*** Opening of Records ***

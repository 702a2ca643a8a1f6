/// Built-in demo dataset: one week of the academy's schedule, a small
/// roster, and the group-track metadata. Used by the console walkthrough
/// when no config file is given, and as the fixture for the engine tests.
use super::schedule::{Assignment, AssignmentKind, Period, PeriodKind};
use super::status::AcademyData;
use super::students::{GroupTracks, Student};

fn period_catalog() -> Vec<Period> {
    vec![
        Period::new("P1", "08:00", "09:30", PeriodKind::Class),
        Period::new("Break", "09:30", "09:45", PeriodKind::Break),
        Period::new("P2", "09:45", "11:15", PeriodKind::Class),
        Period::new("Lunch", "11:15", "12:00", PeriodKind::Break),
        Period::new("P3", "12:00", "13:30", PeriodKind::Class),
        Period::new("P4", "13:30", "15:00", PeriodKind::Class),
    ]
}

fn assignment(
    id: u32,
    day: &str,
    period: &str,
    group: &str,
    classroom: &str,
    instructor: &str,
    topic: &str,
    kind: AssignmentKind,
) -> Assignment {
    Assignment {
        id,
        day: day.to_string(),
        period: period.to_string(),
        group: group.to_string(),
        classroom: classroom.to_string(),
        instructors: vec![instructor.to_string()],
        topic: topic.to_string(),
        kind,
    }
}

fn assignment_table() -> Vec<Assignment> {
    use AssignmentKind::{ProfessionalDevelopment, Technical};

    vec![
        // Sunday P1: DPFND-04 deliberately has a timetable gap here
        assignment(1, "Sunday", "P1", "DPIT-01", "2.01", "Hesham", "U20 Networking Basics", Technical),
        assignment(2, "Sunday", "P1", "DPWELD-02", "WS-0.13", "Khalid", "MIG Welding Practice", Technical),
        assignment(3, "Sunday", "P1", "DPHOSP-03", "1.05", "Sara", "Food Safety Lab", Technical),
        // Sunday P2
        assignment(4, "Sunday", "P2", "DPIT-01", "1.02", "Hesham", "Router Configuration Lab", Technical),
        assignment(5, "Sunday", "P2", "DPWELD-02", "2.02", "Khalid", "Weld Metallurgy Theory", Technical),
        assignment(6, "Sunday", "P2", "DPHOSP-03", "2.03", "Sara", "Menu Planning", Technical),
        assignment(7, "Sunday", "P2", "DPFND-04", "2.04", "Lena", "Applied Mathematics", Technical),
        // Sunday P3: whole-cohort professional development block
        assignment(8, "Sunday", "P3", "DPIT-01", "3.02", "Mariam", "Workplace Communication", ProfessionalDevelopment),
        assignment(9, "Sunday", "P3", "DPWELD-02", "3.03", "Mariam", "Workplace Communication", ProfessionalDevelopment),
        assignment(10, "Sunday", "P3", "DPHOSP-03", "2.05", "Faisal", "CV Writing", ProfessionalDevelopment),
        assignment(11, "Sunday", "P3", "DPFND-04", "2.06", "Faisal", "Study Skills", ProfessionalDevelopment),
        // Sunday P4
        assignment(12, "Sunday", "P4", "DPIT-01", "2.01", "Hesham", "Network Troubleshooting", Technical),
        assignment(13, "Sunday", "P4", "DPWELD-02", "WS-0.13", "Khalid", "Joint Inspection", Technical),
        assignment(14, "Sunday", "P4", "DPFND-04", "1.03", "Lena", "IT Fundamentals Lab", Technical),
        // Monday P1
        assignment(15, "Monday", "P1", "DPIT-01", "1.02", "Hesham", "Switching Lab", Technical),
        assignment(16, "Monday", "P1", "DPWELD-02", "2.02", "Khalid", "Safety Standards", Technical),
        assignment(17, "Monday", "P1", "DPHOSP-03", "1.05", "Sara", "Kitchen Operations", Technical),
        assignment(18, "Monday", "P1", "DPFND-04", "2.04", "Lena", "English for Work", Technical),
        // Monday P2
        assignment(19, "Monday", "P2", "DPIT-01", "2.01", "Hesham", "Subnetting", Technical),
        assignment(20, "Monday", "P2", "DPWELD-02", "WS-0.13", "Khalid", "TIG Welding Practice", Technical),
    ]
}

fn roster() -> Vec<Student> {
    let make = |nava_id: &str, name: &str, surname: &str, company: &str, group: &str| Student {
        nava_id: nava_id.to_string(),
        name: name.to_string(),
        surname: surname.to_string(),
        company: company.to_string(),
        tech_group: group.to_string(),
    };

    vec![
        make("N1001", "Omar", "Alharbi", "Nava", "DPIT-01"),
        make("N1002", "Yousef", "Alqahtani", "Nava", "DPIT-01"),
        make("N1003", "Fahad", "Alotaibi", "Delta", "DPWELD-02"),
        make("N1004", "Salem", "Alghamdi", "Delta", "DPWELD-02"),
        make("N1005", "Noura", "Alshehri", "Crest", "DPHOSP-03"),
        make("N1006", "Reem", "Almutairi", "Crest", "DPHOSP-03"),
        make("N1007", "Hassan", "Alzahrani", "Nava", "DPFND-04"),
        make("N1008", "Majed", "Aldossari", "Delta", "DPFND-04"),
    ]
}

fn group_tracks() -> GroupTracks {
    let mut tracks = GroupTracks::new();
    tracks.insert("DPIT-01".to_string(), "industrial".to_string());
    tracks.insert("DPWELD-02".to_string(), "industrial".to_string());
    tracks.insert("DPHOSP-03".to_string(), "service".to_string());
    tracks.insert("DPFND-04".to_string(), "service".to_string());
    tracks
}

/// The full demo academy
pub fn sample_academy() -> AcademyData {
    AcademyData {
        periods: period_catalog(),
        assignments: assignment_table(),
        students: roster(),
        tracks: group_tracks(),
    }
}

*** Close of Records ***

Goal of the exercise. Every line where "AssignmentKind" appears must be returned from the listing above.

Task response.
use super::schedule::{Assignment, AssignmentKind, Period, PeriodKind};
    kind: AssignmentKind,
    use AssignmentKind::{ProfessionalDevelopment, Technical};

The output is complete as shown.